16.07.2021 06:38 |

Hinweise auf Hacker

Ransomware: USA bieten zehn Mio. Dollar „Kopfgeld“

Im Kampf gegen Cyberangriffe hat Washington zehn Millionen Dollar Belohnung für Informationen über im Ausland ansässige Hacker ausgesetzt. Jeder, der zur Identifizierung und Ergreifung von Kriminellen hinter sogenannten Ransomware-Attacken beiträgt, bekommt zehn Millionen Dollar (rund 8,5 Millionen Euro) ausgezahlt, wie das US-Außenministerium am Donnerstag mitteilte. Den USA geht es um Hackergruppen, die sie vor allem in Russland vermutet.
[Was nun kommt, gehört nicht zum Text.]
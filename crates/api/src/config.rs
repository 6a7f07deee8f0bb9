use std::path::PathBuf;

use crate::auth::jwt::JwtConfig;

/// Server configuration loaded from environment variables.
///
/// All fields except the JWT secret have defaults suitable for local
/// development.
#[derive(Debug, Clone)]
pub struct ServerConfig {
    /// Bind address (default: `0.0.0.0`).
    pub host: String,
    /// Bind port (default: `4000`).
    pub port: u16,
    /// Allowed CORS origins, parsed from comma-separated `CORS_ORIGINS` env var.
    pub cors_origins: Vec<String>,
    /// HTTP request timeout in seconds (default: `30`).
    pub request_timeout_secs: u64,
    /// Directory where measurement attachments are written and served from.
    pub upload_dir: PathBuf,
    pub jwt: JwtConfig,
}

impl ServerConfig {
    /// Load configuration from environment variables with defaults.
    ///
    /// | Env Var                | Default                    |
    /// |------------------------|----------------------------|
    /// | `HOST`                 | `0.0.0.0`                  |
    /// | `PORT`                 | `4000`                     |
    /// | `CORS_ORIGINS`         | `http://localhost:5173`    |
    /// | `REQUEST_TIMEOUT_SECS` | `30`                       |
    /// | `UPLOAD_DIR`           | `uploads`                  |
    ///
    /// # Panics
    ///
    /// Panics on unparsable numbers; see also [`JwtConfig::from_env`].
    pub fn from_env() -> Self {
        let host = std::env::var("HOST").unwrap_or_else(|_| "0.0.0.0".into());

        let port: u16 = std::env::var("PORT")
            .unwrap_or_else(|_| "4000".into())
            .parse()
            .expect("PORT must be a valid u16");

        let cors_origins: Vec<String> = std::env::var("CORS_ORIGINS")
            .unwrap_or_else(|_| "http://localhost:5173".into())
            .split(',')
            .map(|s| s.trim().to_string())
            .filter(|s| !s.is_empty())
            .collect();

        let request_timeout_secs: u64 = std::env::var("REQUEST_TIMEOUT_SECS")
            .unwrap_or_else(|_| "30".into())
            .parse()
            .expect("REQUEST_TIMEOUT_SECS must be a valid u64");

        let upload_dir = std::env::var("UPLOAD_DIR")
            .map(PathBuf::from)
            .unwrap_or_else(|_| PathBuf::from("uploads"));

        let jwt = JwtConfig::from_env();

        Self {
            host,
            port,
            cors_origins,
            request_timeout_secs,
            upload_dir,
            jwt,
        }
    }
}
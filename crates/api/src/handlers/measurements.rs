//! Handlers for the `/measurements` resource.
//!
//! Every write recomputes the compliance status from the submitted values;
//! clients never send `status`.

use std::collections::HashMap;

use airwatch_core::compliance::{
    check_parameters, compute_status, failed_parameters, ParameterCheck, ThresholdTable, LIMITS,
};
use airwatch_core::error::CoreError;
use airwatch_core::pagination::Page;
use airwatch_core::types::DbId;
use airwatch_core::uploads::stored_name_from_public_path;
use airwatch_db::models::measurement::{
    Measurement, MeasurementDetail, MeasurementInput, MeasurementWithFiles,
};
use airwatch_db::models::measurement_file::MeasurementFile;
use airwatch_db::repositories::{MeasurementFileRepo, MeasurementRepo, SectorRepo};
use axum::extract::{Path, Query, State};
use axum::http::StatusCode;
use axum::Json;
use serde::Serialize;

use crate::error::{AppError, AppResult};
use crate::middleware::auth::AuthUser;
use crate::query::MeasurementQuery;
use crate::response::PaginatedResponse;
use crate::state::AppState;

/// Measurement detail with attachments and the per-parameter breakdown.
#[derive(Debug, Serialize)]
pub struct MeasurementView {
    #[serde(flatten)]
    pub detail: MeasurementDetail,
    pub files: Vec<MeasurementFile>,
    pub checks: Vec<ParameterCheck>,
    pub failed_parameters: Vec<&'static str>,
}

// ---------------------------------------------------------------------------
// Handlers
// ---------------------------------------------------------------------------

/// GET /api/measurements
pub async fn list(
    State(state): State<AppState>,
    _user: AuthUser,
    Query(params): Query<MeasurementQuery>,
) -> AppResult<Json<PaginatedResponse<MeasurementWithFiles>>> {
    let filter = params.filter()?;
    let page = Page::from_params(params.page, params.page_size);

    let rows =
        MeasurementRepo::list_page(&state.pool, &filter, page.page_size, page.offset()).await?;
    let total = MeasurementRepo::count(&state.pool, &filter).await?;
    let items = attach_files(&state, rows).await?;

    Ok(Json(PaginatedResponse {
        items,
        total,
        page: page.page,
        page_size: page.page_size,
    }))
}

/// GET /api/measurements/thresholds
pub async fn thresholds(_user: AuthUser) -> Json<ThresholdTable> {
    Json(LIMITS)
}

/// GET /api/measurements/{id}
pub async fn get_by_id(
    State(state): State<AppState>,
    _user: AuthUser,
    Path(id): Path<DbId>,
) -> AppResult<Json<MeasurementView>> {
    let detail = MeasurementRepo::find_detail(&state.pool, id)
        .await?
        .ok_or(AppError::not_found("Measurement", id))?;
    let files = MeasurementFileRepo::list_by_measurement(&state.pool, id).await?;

    let values = detail.measurement.values();
    Ok(Json(MeasurementView {
        checks: check_parameters(&values),
        failed_parameters: failed_parameters(&values),
        detail,
        files,
    }))
}

/// POST /api/measurements
///
/// The authenticated user is recorded as the measurement's author.
pub async fn create(
    State(state): State<AppState>,
    user: AuthUser,
    Json(input): Json<MeasurementInput>,
) -> AppResult<(StatusCode, Json<Measurement>)> {
    validate_location(&state, &input).await?;

    let status = compute_status(&input.values);
    let measurement = MeasurementRepo::create(&state.pool, user.user_id, &input, status).await?;

    tracing::info!(
        measurement_id = measurement.id,
        user_id = user.user_id,
        status = status.as_str(),
        "Measurement recorded"
    );
    Ok((StatusCode::CREATED, Json(measurement)))
}

/// PUT /api/measurements/{id}
pub async fn update(
    State(state): State<AppState>,
    user: AuthUser,
    Path(id): Path<DbId>,
    Json(input): Json<MeasurementInput>,
) -> AppResult<Json<Measurement>> {
    validate_location(&state, &input).await?;

    let status = compute_status(&input.values);
    let measurement = MeasurementRepo::update(&state.pool, id, &input, status)
        .await?
        .ok_or(AppError::not_found("Measurement", id))?;

    tracing::info!(
        measurement_id = id,
        user_id = user.user_id,
        status = status.as_str(),
        "Measurement updated"
    );
    Ok(Json(measurement))
}

/// DELETE /api/measurements/{id}
///
/// File rows go in the same transaction as the measurement; the stored files
/// are removed afterwards and a failure there is only logged.
pub async fn delete(
    State(state): State<AppState>,
    user: AuthUser,
    Path(id): Path<DbId>,
) -> AppResult<StatusCode> {
    let paths = MeasurementRepo::delete_with_files(&state.pool, id)
        .await?
        .ok_or(AppError::not_found("Measurement", id))?;

    for path in &paths {
        let Some(stored) = stored_name_from_public_path(path) else {
            tracing::warn!(%path, "Skipping file outside the uploads prefix");
            continue;
        };
        if let Err(e) = tokio::fs::remove_file(state.config.upload_dir.join(stored)).await {
            tracing::warn!(%path, error = %e, "Failed to remove stored file");
        }
    }

    tracing::info!(
        measurement_id = id,
        user_id = user.user_id,
        files = paths.len(),
        "Measurement deleted"
    );
    Ok(StatusCode::NO_CONTENT)
}

// ---------------------------------------------------------------------------
// Helpers
// ---------------------------------------------------------------------------

/// The sector must exist and belong to the given institution.
async fn validate_location(state: &AppState, input: &MeasurementInput) -> AppResult<()> {
    let sector = SectorRepo::find_by_id(&state.pool, input.sector_id)
        .await?
        .ok_or_else(|| {
            CoreError::Validation(format!("Sector {} does not exist", input.sector_id))
        })?;
    if sector.institution_id != input.institution_id {
        return Err(AppError::Core(CoreError::Validation(format!(
            "Sector {} does not belong to institution {}",
            sector.id, input.institution_id
        ))));
    }
    Ok(())
}

/// Embed each measurement's attachments, fetched in one query.
async fn attach_files(
    state: &AppState,
    rows: Vec<MeasurementDetail>,
) -> AppResult<Vec<MeasurementWithFiles>> {
    let ids: Vec<DbId> = rows.iter().map(|r| r.measurement.id).collect();
    let mut by_measurement: HashMap<DbId, Vec<MeasurementFile>> = HashMap::new();
    for file in MeasurementFileRepo::list_by_measurements(&state.pool, &ids).await? {
        by_measurement.entry(file.measurement_id).or_default().push(file);
    }

    Ok(rows
        .into_iter()
        .map(|detail| MeasurementWithFiles {
            files: by_measurement
                .remove(&detail.measurement.id)
                .unwrap_or_default(),
            detail,
        })
        .collect())
}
Die Regierung stellte außerdem eine Website vor, die Unternehmen, Gruppen und Individuen Richtlinien bietet, wie sie sich schützen und auf Cyberangriffe reagieren können. „Da Ransomware-Angriffe auf der ganzen Welt weiter zunehmen, müssen Unternehmen und andere Organisationen ihre Cybersicherheit priorisieren“, sagte Staatssekretär Alejandro Mayorkas vom Department of Homeland Security.

Cyber-Kriminelle hätten es auf kritische Infrastrukturen, kleine Unternehmen, Krankenhäuser, Polizeidienststellen, Schulen und mehr abgesehen. Diese Angriffe hätten „direkte Auswirkungen auf das tägliche Leben der Amerikaner und auf die Sicherheit unserer Nation“, so Mayorkas. „Ich fordere jede Organisation in unserem Land auf, diese neue Ressource zu nutzen, um zu lernen, wie sie sich vor Ransomware schützen und ihr Cybersecurity-Risiko reduzieren kann.“

Florierendes Geschäft
Bei Angriffen mit Ransomware sperren oder verschlüsseln Hacker die Computersysteme ihrer Opfer, um von den Nutzern Geld für die Freigabe ihrer Daten zu erpressen. Viele der Angreifer sitzen nach Erkenntnissen von Cybersicherheitsexperten in Russland oder den ehemaligen Sowjetrepubliken.

In diesem Jahr gab es bereits eine Reihe von Ransomware-Angriffen, die Tausende Firmen trafen. Besonders schwer waren die Attacken auf eine große US-Pipeline sowie zuletzt die Software-Firma Kaseya. Unternehmen hätten im vergangenen Jahr rund 350 Millionen Dollar gezahlt, um ihre Daten zurückzubekommen, erklärte das US-Heimatschutzministerium - ein Anstieg von mehr als 300 Prozent gegenüber 2020.

75 Prozent aller Ransomware-Angriffe beträfen jedoch kleine Unternehmen und blieben von der Öffentlichkeit oft unbemerkt.